**AIM OF THE TASK**
Scan the records and identify every line in which the string "xgboost" occurs, then return those lines.

** Opening RECORDS TO USE block **

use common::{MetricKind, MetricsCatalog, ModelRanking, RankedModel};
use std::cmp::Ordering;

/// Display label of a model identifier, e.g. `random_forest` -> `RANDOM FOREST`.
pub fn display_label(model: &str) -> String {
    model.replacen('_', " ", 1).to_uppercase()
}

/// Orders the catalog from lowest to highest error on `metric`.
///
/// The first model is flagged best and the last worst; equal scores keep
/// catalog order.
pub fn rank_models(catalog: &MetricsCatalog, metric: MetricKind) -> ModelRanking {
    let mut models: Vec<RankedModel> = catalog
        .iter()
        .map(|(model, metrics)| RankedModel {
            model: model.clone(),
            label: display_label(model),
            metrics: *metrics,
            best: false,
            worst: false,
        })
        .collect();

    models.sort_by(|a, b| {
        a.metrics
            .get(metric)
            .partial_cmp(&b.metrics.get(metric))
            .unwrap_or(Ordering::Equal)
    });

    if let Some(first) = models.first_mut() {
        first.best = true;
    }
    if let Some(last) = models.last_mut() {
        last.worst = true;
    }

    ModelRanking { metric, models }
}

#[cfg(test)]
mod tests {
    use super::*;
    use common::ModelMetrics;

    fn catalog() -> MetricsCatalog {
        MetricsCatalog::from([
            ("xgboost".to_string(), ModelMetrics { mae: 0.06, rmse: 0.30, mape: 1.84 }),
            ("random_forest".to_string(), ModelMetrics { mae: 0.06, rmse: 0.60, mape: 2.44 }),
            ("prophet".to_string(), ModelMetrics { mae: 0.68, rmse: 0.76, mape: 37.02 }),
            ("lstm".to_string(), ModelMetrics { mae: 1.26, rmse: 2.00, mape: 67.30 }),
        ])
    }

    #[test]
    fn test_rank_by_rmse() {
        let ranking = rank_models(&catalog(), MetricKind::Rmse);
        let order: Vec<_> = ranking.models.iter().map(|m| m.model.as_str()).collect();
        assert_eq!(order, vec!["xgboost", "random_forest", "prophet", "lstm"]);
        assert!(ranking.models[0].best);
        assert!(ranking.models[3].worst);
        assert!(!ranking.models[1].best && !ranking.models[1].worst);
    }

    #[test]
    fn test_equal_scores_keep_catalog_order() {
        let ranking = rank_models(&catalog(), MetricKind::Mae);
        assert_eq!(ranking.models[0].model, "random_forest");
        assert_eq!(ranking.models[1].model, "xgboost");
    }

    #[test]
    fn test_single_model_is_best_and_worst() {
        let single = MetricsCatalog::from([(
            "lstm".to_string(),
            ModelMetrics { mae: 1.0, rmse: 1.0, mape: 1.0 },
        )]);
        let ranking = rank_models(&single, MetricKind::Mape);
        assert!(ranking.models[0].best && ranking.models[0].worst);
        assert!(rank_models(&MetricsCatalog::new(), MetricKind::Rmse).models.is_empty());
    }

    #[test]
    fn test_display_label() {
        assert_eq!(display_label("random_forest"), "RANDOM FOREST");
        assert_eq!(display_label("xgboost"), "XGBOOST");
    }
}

** Closing RECORDS TO USE block **

**TASK RESULT**
            ("xgboost".to_string(), ModelMetrics { mae: 0.06, rmse: 0.30, mape: 1.84 }),
        assert_eq!(order, vec!["xgboost", "random_forest", "prophet", "lstm"]);
        assert_eq!(ranking.models[1].model, "xgboost");
        assert_eq!(display_label("xgboost"), "XGBOOST");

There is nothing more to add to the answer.